Petitioners: 'Utmost Importance' Pope Clarifies Doctrine as Synod Ends

A filial appeal of almost 70,000 signatures has been taken to Pope Francis, in addition to almost 800,000 delivered to him at the end of September, calling on the Holy Father to clarify Church doctrine at the Synod on the Family.

The organisers of the appeal said Thursday they had “just handed in a further 68,052 signatures requesting Pope Francis for a clarifying word as the only way to resolve the growing confusion amongst the faithful.”

In a forthright statement, the Filial Appeal Association said the signatures were delivered amid concerns about “chaos” at the synod, proposals for “very inclusive” pastoral language that threatens to undermine Church teaching, and the possibility of devolving issues touching on doctrine to bishops’ conferences.

“The timeliness of the request has been made evident during the course of this Synod now approaching its end,” the association said.

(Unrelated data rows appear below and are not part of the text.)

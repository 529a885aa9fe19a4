//! Shared bookkeeping for every decoded or locally built message.
//!
//! A message remembers where its encoding lives (`raw[offset..offset + length]`)
//! so that an unmodified message can be re-serialized without walking its
//! fields. Any mutation drops that cache first. Messages that live inside a
//! container (a [`PeerAddress`](crate::wire::PeerAddress) inside an address
//! list) also carry a [`ChildLink`] naming their owner, and the container
//! drops its own cache when a child reports that it changed.

use std::sync::atomic::{AtomicU64, Ordering};

use bytes::Bytes;

use crate::error::WireError;
use crate::wire::codec::Serializer;
use crate::wire::constants::MAX_MESSAGE_SIZE;
use crate::wire::encode::varint_size;

/// Identity of a container message, handed to its children.
///
/// This is a plain id, not a pointer: a child never keeps its owner alive.
#[derive(Debug, Clone, Copy, PartialEq, Eq, Hash)]
pub struct OwnerHandle(u64);

impl OwnerHandle {
    pub(crate) fn next() -> Self {
        static NEXT: AtomicU64 = AtomicU64::new(1);
        Self(NEXT.fetch_add(1, Ordering::Relaxed))
    }
}

/// Back-reference from a child message to the container that owns it.
#[derive(Debug, Default)]
pub struct ChildLink {
    owner: Option<OwnerHandle>,
    owner_stale: bool,
}

impl ChildLink {
    pub(crate) fn owned_by(owner: OwnerHandle) -> Self {
        Self {
            owner: Some(owner),
            owner_stale: false,
        }
    }

    pub fn owner(&self) -> Option<OwnerHandle> {
        self.owner
    }

    pub(crate) fn attach(&mut self, owner: OwnerHandle) {
        self.owner = Some(owner);
        self.owner_stale = false;
    }

    pub(crate) fn detach(&mut self) {
        self.owner = None;
        self.owner_stale = false;
    }

    /// Records that the child's bytes changed and its owner must drop its cache.
    pub(crate) fn mark_changed(&mut self) {
        if self.owner.is_some() {
            self.owner_stale = true;
        }
    }

    /// Consumes a pending change notice addressed to `owner`.
    pub(crate) fn take_change(&mut self, owner: OwnerHandle) -> bool {
        let changed = self.owner_stale && self.owner == Some(owner);
        self.owner_stale = false;
        changed
    }
}

/// Serializer, cached bytes and length of one message.
#[derive(Debug, Clone)]
pub struct MessageState {
    serializer: Serializer,
    raw: Option<Bytes>,
    offset: usize,
    length: Option<usize>,
}

impl MessageState {
    /// State of a message built by the caller: nothing cached yet.
    pub(crate) fn empty(serializer: Serializer, length: Option<usize>) -> Self {
        Self {
            serializer,
            raw: None,
            offset: 0,
            length,
        }
    }

    /// State of a message just parsed from `raw[offset..offset + length]`.
    ///
    /// The source buffer is only kept when the serializer retains raw bytes.
    pub(crate) fn parsed(serializer: Serializer, raw: &Bytes, offset: usize, length: usize) -> Self {
        let raw = serializer.is_parse_retain().then(|| raw.clone());
        Self {
            serializer,
            raw,
            offset,
            length: Some(length),
        }
    }

    pub fn serializer(&self) -> &Serializer {
        &self.serializer
    }

    /// Exact encoded size when known.
    pub fn length(&self) -> Option<usize> {
        self.length
    }

    pub fn is_cached(&self) -> bool {
        self.raw.is_some()
    }

    pub(crate) fn set_serializer(&mut self, serializer: Serializer) {
        self.serializer = serializer;
    }

    pub(crate) fn set_length(&mut self, length: Option<usize>) {
        self.length = length;
    }

    /// Drops the cached bytes. Must run before any field changes.
    pub(crate) fn uncache(&mut self) {
        self.raw = None;
        self.offset = 0;
    }

    /// Updates the known length after a child collection changed.
    ///
    /// `new_count` is the collection size after growing by one element (0 when
    /// the size did not change); the bytes of the count prefix are accounted
    /// for. A `None` delta makes the length unknown.
    pub(crate) fn adjust_length(&mut self, new_count: usize, delta: Option<isize>) {
        let Some(length) = self.length else {
            return;
        };
        let Some(delta) = delta else {
            self.length = None;
            return;
        };
        let mut adjusted = length as isize + delta;
        if new_count != 0 {
            adjusted += varint_size(new_count as u64) as isize
                - varint_size(new_count as u64 - 1) as isize;
        }
        self.length = usize::try_from(adjusted).ok();
    }

    fn cached_slice(&self) -> Option<&[u8]> {
        let raw = self.raw.as_ref()?;
        let length = self.length?;
        raw.get(self.offset..self.offset + length)
    }
}

/// Capability shared by every message variant.
pub trait WireMessage {
    fn state(&self) -> &MessageState;

    fn state_mut(&mut self) -> &mut MessageState;

    /// Writes the payload from the message's fields, ignoring any cache.
    fn serialize_fields(&self, out: &mut Vec<u8>) -> Result<(), WireError>;

    fn message_size(&self) -> Option<usize> {
        self.state().length
    }

    /// Returns the encoded payload, reusing cached bytes when possible.
    ///
    /// The returned buffer may be shared with the message's cache; it is
    /// immutable, so callers cannot corrupt it.
    fn unsafe_serialize(&mut self) -> Result<Bytes, WireError> {
        let state = self.state();
        if let (Some(raw), Some(length)) = (&state.raw, state.length) {
            if state.offset == 0 && length == raw.len() {
                return Ok(raw.clone());
            }
            if let Some(slice) = raw.get(state.offset..state.offset + length) {
                return Ok(Bytes::copy_from_slice(slice));
            }
        }

        let mut out = Vec::with_capacity(state.length.map_or(32, |l| l + 32));
        self.serialize_fields(&mut out)?;
        if out.len() > MAX_MESSAGE_SIZE {
            return Err(WireError::MessageTooLarge(out.len()));
        }

        let bytes = Bytes::from(out);
        let state = self.state_mut();
        state.length = Some(bytes.len());
        if state.serializer.is_parse_retain() {
            // The fresh buffer replaces any larger parent buffer we were slicing.
            state.raw = Some(bytes.clone());
            state.offset = 0;
        }
        Ok(bytes)
    }

    /// Returns a copy of the encoded payload that the caller owns.
    fn serialize(&mut self) -> Result<Vec<u8>, WireError> {
        Ok(self.unsafe_serialize()?.to_vec())
    }

    /// Appends the encoding to `out`, from cache when available.
    fn write_to(&self, out: &mut Vec<u8>) -> Result<(), WireError> {
        match self.state().cached_slice() {
            Some(slice) => {
                out.extend_from_slice(slice);
                Ok(())
            }
            None => self.serialize_fields(out),
        }
    }
}

#[cfg(test)]
mod tests {
    use super::*;
    use crate::network::NetworkParams;

    fn serializer(retain: bool) -> Serializer {
        Serializer::new(NetworkParams::mainnet(), retain)
    }

    #[test]
    fn adjust_length_accounts_for_varint_growth() {
        let mut state = MessageState::empty(serializer(false), Some(1 + 252 * 30));
        // 253rd element: the count prefix grows from 1 to 3 bytes.
        state.adjust_length(253, Some(30));
        assert_eq!(state.length(), Some(3 + 253 * 30));

        state.adjust_length(254, Some(30));
        assert_eq!(state.length(), Some(3 + 254 * 30));
    }

    #[test]
    fn adjust_length_without_count_change() {
        let mut state = MessageState::empty(serializer(false), Some(40));
        state.adjust_length(0, Some(-6));
        assert_eq!(state.length(), Some(34));
    }

    #[test]
    fn unknown_delta_collapses_length() {
        let mut state = MessageState::empty(serializer(false), Some(40));
        state.adjust_length(2, None);
        assert_eq!(state.length(), None);

        // Once unknown, further adjustments are ignored.
        state.adjust_length(3, Some(30));
        assert_eq!(state.length(), None);
    }

    #[test]
    fn parsed_state_keeps_bytes_only_in_retain_mode() {
        let raw = Bytes::from_static(&[1, 2, 3, 4]);
        assert!(MessageState::parsed(serializer(true), &raw, 1, 2).is_cached());
        assert!(!MessageState::parsed(serializer(false), &raw, 1, 2).is_cached());
    }

    #[test]
    fn change_notice_only_reaches_current_owner() {
        let first = OwnerHandle::next();
        let second = OwnerHandle::next();
        let mut link = ChildLink::owned_by(first);

        link.mark_changed();
        assert!(!link.take_change(second));

        link.mark_changed();
        assert!(link.take_change(first));
        assert!(!link.take_change(first));

        link.detach();
        link.mark_changed();
        assert!(!link.take_change(first));
    }
}
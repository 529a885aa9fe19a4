//! CompactSize (varint) encoding shared by the message writers.

/// Appends `value` as a Bitcoin CompactSize integer.
pub(crate) fn write_varint(value: u64, out: &mut Vec<u8>) {
    match value {
        0..=0xFC => out.push(value as u8),
        0xFD..=0xFFFF => {
            out.push(0xFD);
            out.extend(&(value as u16).to_le_bytes());
        }
        0x1_0000..=0xFFFF_FFFF => {
            out.push(0xFE);
            out.extend(&(value as u32).to_le_bytes());
        }
        _ => {
            out.push(0xFF);
            out.extend(&value.to_le_bytes());
        }
    }
}

/// Number of bytes `write_varint` emits for `value`.
pub fn varint_size(value: u64) -> usize {
    match value {
        0..=0xFC => 1,
        0xFD..=0xFFFF => 3,
        0x1_0000..=0xFFFF_FFFF => 5,
        _ => 9,
    }
}

#[cfg(test)]
mod tests {
    use super::*;

    #[test]
    fn size_matches_encoding_at_thresholds() {
        for v in [0u64, 0xFC, 0xFD, 0xFFFF, 0x1_0000, 0xFFFF_FFFF, 0x1_0000_0000] {
            let mut out = vec![];
            write_varint(v, &mut out);
            assert_eq!(out.len(), varint_size(v), "value {v:#x}");
        }
    }

    #[test]
    fn three_byte_form_is_little_endian() {
        let mut out = vec![];
        write_varint(1001, &mut out);
        assert_eq!(out, [0xFD, 0xE9, 0x03]);
    }
}
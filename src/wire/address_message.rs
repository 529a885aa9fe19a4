//! `addr` and `addrv2` payloads: a CompactSize count followed by that many
//! [`PeerAddress`] entries.

use std::fmt;

use bytes::Bytes;
use tracing::warn;

use crate::error::WireError;
use crate::wire::address::PeerAddress;
use crate::wire::codec::Serializer;
use crate::wire::constants::{ADDRESS_FORMAT_V1, ADDRESS_FORMAT_V2, MAX_ADDRESSES};
use crate::wire::decode::read_varint;
use crate::wire::encode::write_varint;
use crate::wire::state::{MessageState, OwnerHandle, WireMessage};

/// Which address list a message carries.
#[derive(Debug, Clone, Copy, PartialEq, Eq, Hash)]
pub enum AddressFormat {
    /// Legacy `addr`, 30-byte entries.
    V1,
    /// BIP155 `addrv2`, variable-size entries.
    V2,
}

impl AddressFormat {
    /// Protocol version every entry's serializer must carry.
    pub fn protocol_version(self) -> u32 {
        match self {
            AddressFormat::V1 => ADDRESS_FORMAT_V1,
            AddressFormat::V2 => ADDRESS_FORMAT_V2,
        }
    }

    pub fn command(self) -> &'static str {
        match self {
            AddressFormat::V1 => "addr",
            AddressFormat::V2 => "addrv2",
        }
    }
}

/// A list of up to 1000 advertised peers.
#[derive(Debug)]
pub struct AddressMessage {
    state: MessageState,
    handle: OwnerHandle,
    format: AddressFormat,
    addresses: Vec<PeerAddress>,
}

impl AddressMessage {
    /// An empty list; it encodes as a single zero count byte.
    pub fn new(serializer: Serializer, format: AddressFormat) -> Self {
        Self {
            state: MessageState::empty(serializer, Some(1)),
            handle: OwnerHandle::next(),
            format,
            addresses: Vec::new(),
        }
    }

    pub(crate) fn parse(
        serializer: &Serializer,
        payload: Bytes,
        format: AddressFormat,
    ) -> Result<Self, WireError> {
        let mut c = 0;
        let count = read_varint(&payload, &mut c)?;
        if count > MAX_ADDRESSES {
            return Err(WireError::TooManyAddresses(count));
        }

        let handle = OwnerHandle::next();
        let entry_serializer = serializer.with_protocol_version(format.protocol_version());
        let mut addresses = Vec::with_capacity(count as usize);
        for _ in 0..count {
            let (addr, used) = PeerAddress::parse(entry_serializer.clone(), &payload, c, Some(handle))?;
            c += used;
            addresses.push(addr);
        }

        Ok(Self {
            state: MessageState::parsed(serializer.clone(), &payload, 0, c),
            handle,
            format,
            addresses,
        })
    }

    pub fn format(&self) -> AddressFormat {
        self.format
    }

    pub fn addresses(&self) -> &[PeerAddress] {
        &self.addresses
    }

    pub fn len(&self) -> usize {
        self.addresses.len()
    }

    pub fn is_empty(&self) -> bool {
        self.addresses.is_empty()
    }

    /// Appends `addr`, taking ownership of it.
    ///
    /// The address must already use this list's layout.
    pub fn add_address(&mut self, mut addr: PeerAddress) -> Result<(), WireError> {
        let expected = self.format.protocol_version();
        let actual = addr.state().serializer().protocol_version();
        if actual != expected {
            return Err(WireError::ProtocolVersionMismatch { expected, actual });
        }
        if self.addresses.len() as u64 >= MAX_ADDRESSES {
            return Err(WireError::TooManyAddresses(self.addresses.len() as u64 + 1));
        }

        self.state.uncache();
        let delta = addr.message_size().map(|n| n as isize);
        addr.link_mut().attach(self.handle);
        self.addresses.push(addr);
        self.state.adjust_length(self.addresses.len(), delta);
        Ok(())
    }

    /// Removes and returns the entry at `index`, detached from this list.
    pub fn remove_address(&mut self, index: usize) -> Option<PeerAddress> {
        if index >= self.addresses.len() {
            return None;
        }
        self.state.uncache();
        let mut addr = self.addresses.remove(index);
        addr.link_mut().detach();
        self.state.set_length(None);
        Some(addr)
    }

    /// Runs `f` on the entry at `index`.
    ///
    /// When `f` changes the entry, this list drops its cached bytes too and
    /// its length follows the entry's new size. An entry switched to another
    /// layout by `f` is put back on this list's layout.
    pub fn modify_address<R>(
        &mut self,
        index: usize,
        f: impl FnOnce(&mut PeerAddress) -> R,
    ) -> Option<R> {
        let expected = self.format.protocol_version();
        let addr = self.addresses.get_mut(index)?;
        let before = addr.message_size();
        let out = f(addr);
        let actual = addr.state().serializer().protocol_version();
        if actual != expected {
            warn!(expected, actual, "entry layout must match its list; restoring");
            let restored = addr.state().serializer().with_protocol_version(expected);
            addr.set_serializer(restored);
        }
        if addr.link_mut().take_change(self.handle) {
            let delta = match (before, addr.message_size()) {
                (Some(before), Some(after)) => Some(after as isize - before as isize),
                _ => None,
            };
            self.state.uncache();
            self.state.adjust_length(0, delta);
        }
        Some(out)
    }
}

impl WireMessage for AddressMessage {
    fn state(&self) -> &MessageState {
        &self.state
    }

    fn state_mut(&mut self) -> &mut MessageState {
        &mut self.state
    }

    fn serialize_fields(&self, out: &mut Vec<u8>) -> Result<(), WireError> {
        write_varint(self.addresses.len() as u64, out);
        for addr in &self.addresses {
            addr.write_to(out)?;
        }
        Ok(())
    }
}

/// The copy gets its own identity and owns copies of every entry.
impl Clone for AddressMessage {
    fn clone(&self) -> Self {
        let handle = OwnerHandle::next();
        let addresses = self
            .addresses
            .iter()
            .map(|addr| {
                let mut addr = addr.clone();
                addr.link_mut().attach(handle);
                addr
            })
            .collect();
        Self {
            state: self.state.clone(),
            handle,
            format: self.format,
            addresses,
        }
    }
}

impl PartialEq for AddressMessage {
    fn eq(&self, other: &Self) -> bool {
        self.format == other.format && self.addresses == other.addresses
    }
}

impl fmt::Display for AddressMessage {
    fn fmt(&self, f: &mut fmt::Formatter<'_>) -> fmt::Result {
        write!(f, "{}:", self.format.command())?;
        for addr in &self.addresses {
            write!(f, " {addr}")?;
        }
        Ok(())
    }
}

#[cfg(test)]
mod tests {
    use super::*;
    use crate::network::NetworkParams;
    use crate::wire::address::PeerHost;
    use crate::wire::message::Message;
    use crate::wire::services::Services;
    use std::net::{IpAddr, Ipv4Addr};

    fn serializer(retain: bool) -> Serializer {
        Serializer::new(NetworkParams::mainnet(), retain)
    }

    fn v1_entry(time: u32, ip: [u8; 4], port: u16) -> Vec<u8> {
        let mut b = vec![];
        b.extend_from_slice(&time.to_le_bytes());
        b.extend_from_slice(&1u64.to_le_bytes());
        b.extend_from_slice(&[0, 0, 0, 0, 0, 0, 0, 0, 0, 0, 0xFF, 0xFF]);
        b.extend_from_slice(&ip);
        b.extend_from_slice(&port.to_be_bytes());
        b
    }

    fn addr_payload(entries: &[Vec<u8>]) -> Vec<u8> {
        let mut p = vec![];
        write_varint(entries.len() as u64, &mut p);
        for e in entries {
            p.extend_from_slice(e);
        }
        p
    }

    fn two_entry_payload() -> Vec<u8> {
        addr_payload(&[
            v1_entry(1700000100, [1, 2, 3, 4], 8333),
            v1_entry(1700000200, [5, 6, 7, 8], 8334),
        ])
    }

    fn v1_address(ip: [u8; 4], port: u16) -> PeerAddress {
        PeerAddress::from_ip(
            serializer(false).with_protocol_version(ADDRESS_FORMAT_V1),
            IpAddr::V4(Ipv4Addr::from(ip)),
            port,
            Services::NODE_NETWORK,
        )
    }

    #[test]
    fn parse_gives_entries_an_owner() {
        let msg =
            AddressMessage::parse(&serializer(false), Bytes::from(two_entry_payload()), AddressFormat::V1)
                .unwrap();
        assert_eq!(msg.len(), 2);
        assert_eq!(msg.message_size(), Some(61));
        assert!(msg.addresses().iter().all(|a| a.owner() == Some(msg.handle)));
        assert_eq!(msg.addresses()[1].port(), 8334);
    }

    #[test]
    fn more_than_a_thousand_entries_is_rejected() {
        let mut payload = vec![];
        write_varint(1001, &mut payload);
        let err = AddressMessage::parse(&serializer(false), Bytes::from(payload), AddressFormat::V1)
            .unwrap_err();
        assert!(matches!(err, WireError::TooManyAddresses(1001)));
    }

    #[test]
    fn modifying_an_entry_invalidates_the_list_cache() {
        let payload = two_entry_payload();
        let mut msg =
            AddressMessage::parse(&serializer(true), Bytes::from(payload.clone()), AddressFormat::V1)
                .unwrap();
        assert!(msg.state().is_cached());
        assert!(msg.addresses()[0].state().is_cached());

        msg.modify_address(0, |a| a.set_port(18333)).unwrap();
        assert!(!msg.state().is_cached());
        assert!(!msg.addresses()[0].state().is_cached());
        // The untouched sibling keeps its bytes.
        assert!(msg.addresses()[1].state().is_cached());
        assert_eq!(msg.message_size(), Some(61));

        let bytes = msg.serialize().unwrap();
        let mut expected = payload;
        expected[1 + 28..1 + 30].copy_from_slice(&18333u16.to_be_bytes());
        assert_eq!(bytes, expected);
    }

    #[test]
    fn reading_an_entry_keeps_the_cache() {
        let mut msg =
            AddressMessage::parse(&serializer(true), Bytes::from(two_entry_payload()), AddressFormat::V1)
                .unwrap();
        let port = msg.modify_address(1, |a| a.port()).unwrap();
        assert_eq!(port, 8334);
        assert!(msg.state().is_cached());
    }

    #[test]
    fn add_address_tracks_length() {
        let mut msg = AddressMessage::new(serializer(false), AddressFormat::V1);
        assert_eq!(msg.message_size(), Some(1));

        msg.add_address(v1_address([9, 9, 9, 9], 8333)).unwrap();
        assert_eq!(msg.message_size(), Some(31));
        assert_eq!(msg.addresses()[0].owner(), Some(msg.handle));

        let bytes = msg.serialize().unwrap();
        assert_eq!(bytes.len(), 31);
        assert_eq!(bytes[0], 1);
    }

    #[test]
    fn add_address_checks_layout() {
        let mut msg = AddressMessage::new(serializer(false), AddressFormat::V2);
        let err = msg.add_address(v1_address([1, 1, 1, 1], 1)).unwrap_err();
        assert!(matches!(
            err,
            WireError::ProtocolVersionMismatch { expected: 2, actual: 1 }
        ));
        assert!(msg.is_empty());
    }

    #[test]
    fn modify_cannot_switch_an_entry_layout() {
        let s = serializer(false);
        let mut msg = AddressMessage::new(s.clone(), AddressFormat::V1);
        msg.add_address(v1_address([1, 2, 3, 4], 8333)).unwrap();

        msg.modify_address(0, |a| a.set_serializer(s.with_protocol_version(ADDRESS_FORMAT_V2)))
            .unwrap();
        assert_eq!(msg.addresses()[0].state().serializer().protocol_version(), ADDRESS_FORMAT_V1);
        assert_eq!(msg.message_size(), Some(31));

        let mut framed = Message::from(msg.clone());
        let bytes = s.frame(&mut framed).unwrap();
        let (decoded, used) = s.deserialize(&bytes).unwrap().unwrap();
        assert_eq!(used, bytes.len());
        let Message::Addr(decoded) = decoded else {
            panic!("expected Message::Addr");
        };
        assert_eq!(decoded, msg);
    }

    #[test]
    fn removed_entry_is_detached() {
        let mut msg =
            AddressMessage::parse(&serializer(true), Bytes::from(two_entry_payload()), AddressFormat::V1)
                .unwrap();
        let mut removed = msg.remove_address(0).unwrap();
        assert_eq!(removed.owner(), None);
        assert!(!msg.state().is_cached());
        assert_eq!(msg.message_size(), None);
        assert!(msg.remove_address(5).is_none());

        // Changing the detached entry no longer concerns the list.
        removed.set_host(PeerHost::Ip("10.1.1.1".parse().unwrap()));
        let bytes = msg.serialize().unwrap();
        assert_eq!(bytes.len(), 31);
        assert_eq!(msg.message_size(), Some(31));
    }

    #[test]
    fn cloned_list_tracks_its_own_entries() {
        let original =
            AddressMessage::parse(&serializer(true), Bytes::from(two_entry_payload()), AddressFormat::V1)
                .unwrap();
        let mut copy = original.clone();
        assert_ne!(copy.handle, original.handle);

        copy.modify_address(1, |a| a.set_time(Some(7))).unwrap();
        assert!(!copy.state().is_cached());
        assert!(original.state().is_cached());
        assert_ne!(copy, original);
    }

    #[test]
    fn display_lists_entries() {
        let mut msg = AddressMessage::new(serializer(false), AddressFormat::V1);
        msg.add_address(v1_address([1, 2, 3, 4], 8333)).unwrap();
        assert_eq!(msg.to_string(), "addr: 1.2.3.4:8333");
    }
}
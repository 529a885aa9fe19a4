//! The seams between the reactor and the code that speaks a protocol over it.

use std::future::Future;
use std::net::IpAddr;
use std::pin::Pin;
use std::sync::Arc;
use std::task::{Context, Poll};

use tokio::sync::oneshot;

use crate::error::NetError;

/// Resolves once an asynchronous engine operation finishes.
///
/// Await it from async code, or call [`Completion::blocking_wait`] from a
/// plain thread. A completion whose operation was dropped by the engine
/// resolves to [`NetError::Closed`].
#[derive(Debug)]
pub struct Completion<T> {
    rx: oneshot::Receiver<Result<T, NetError>>,
}

pub(crate) type Resolver<T> = oneshot::Sender<Result<T, NetError>>;

impl<T> Completion<T> {
    pub(crate) fn channel() -> (Resolver<T>, Self) {
        let (tx, rx) = oneshot::channel();
        (tx, Self { rx })
    }

    /// An already resolved completion.
    pub fn ready(result: Result<T, NetError>) -> Self {
        let (tx, completion) = Self::channel();
        let _ = tx.send(result);
        completion
    }

    /// Blocks the calling thread until the operation finishes.
    ///
    /// # Panics
    ///
    /// Panics when called from inside an async runtime.
    pub fn blocking_wait(self) -> Result<T, NetError> {
        self.rx.blocking_recv().unwrap_or(Err(NetError::Closed))
    }
}

impl<T> Future for Completion<T> {
    type Output = Result<T, NetError>;

    fn poll(self: Pin<&mut Self>, cx: &mut Context<'_>) -> Poll<Self::Output> {
        match Pin::new(&mut self.get_mut().rx).poll(cx) {
            Poll::Ready(Ok(result)) => Poll::Ready(result),
            Poll::Ready(Err(_)) => Poll::Ready(Err(NetError::Closed)),
            Poll::Pending => Poll::Pending,
        }
    }
}

/// Outbound side of one live connection, handed to its [`StreamConnection`].
pub trait WriteTarget: Send + Sync {
    /// Queues `bytes` for sending. The completion resolves once every byte
    /// reached the socket, or fails if the connection closes first.
    ///
    /// Fails immediately with [`NetError::OutboundOverflow`] when the bytes
    /// do not fit the connection's outbound budget; the connection then
    /// closes after flushing what was already queued.
    fn write_bytes(&self, bytes: &[u8]) -> Result<Completion<()>, NetError>;

    /// Asks the engine to close the connection. Safe to call repeatedly and
    /// from inside callbacks.
    fn close_connection(&self);
}

/// Protocol logic for one connection.
///
/// Callbacks run on the engine's thread, one at a time per connection, and
/// never while the engine holds a lock.
pub trait StreamConnection: Send {
    /// Offers the bytes read so far. Returns how many were consumed; the rest
    /// is offered again, followed by new data, on the next read.
    ///
    /// An error closes the connection.
    fn receive_bytes(&mut self, buf: &[u8]) -> Result<usize, NetError>;

    fn connection_opened(&mut self);

    /// Called exactly once for every connection the engine accepted.
    fn connection_closed(&mut self);

    /// Called before [`connection_opened`](Self::connection_opened).
    fn set_write_target(&mut self, target: Arc<dyn WriteTarget>);

    /// Largest message this connection expects; sizes the read buffer and
    /// the outbound budget.
    fn max_message_size(&self) -> usize;
}

/// Builds a [`StreamConnection`] for each accepted inbound socket.
pub trait StreamConnectionFactory: Send + Sync {
    /// Returning `None` rejects the peer; its socket is closed.
    fn new_connection(&self, addr: IpAddr, port: u16) -> Option<Box<dyn StreamConnection>>;
}

impl<F> StreamConnectionFactory for F
where
    F: Fn(IpAddr, u16) -> Option<Box<dyn StreamConnection>> + Send + Sync,
{
    fn new_connection(&self, addr: IpAddr, port: u16) -> Option<Box<dyn StreamConnection>> {
        self(addr, port)
    }
}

Quoting an American magazine “well-known to be ‘innovating’”, they noted that halfway through the synod “confusion, if not chaos, reigns, to paraphrase a synod father. And in that confusion is fear, fear of uncertainty and the unknown.”

“This is not surprising,” the filial appeal organizers said. “Under the guise of employing very inclusive pastoral language, leading figures of the synod strike at the root of fundamental concepts of Catholic morality such as ‘indissolubility’ of marriage, the ‘intrinsically disordered nature of homosexual relations’, the classification of ‘adultery’ for civil marriages after a divorce and even the aphorism that ‘one must love the sinner, but hate the sin’.”

“Even greater confusion comes from the proposal that pastoral practice towards the divorced and civilly remarried, as well towards homosexual unions, be decentralised—something that will inevitably lead to divergence and divisions,” they added.

The association concluded: “The coordinators of the Filial Appeal deem it to be of the utmost importance that, as has happened many times in the past, Pope Francis himself—as supreme judge of the Faith and utilising his power as successor of St. Peter—definitively decide all these matters of Faith and Morals that have come up during the Synod; and that he do so in a clear, solemn and irrevocable manner: Roma locuta, causa finita [Rome has spoken; the matter is closed]."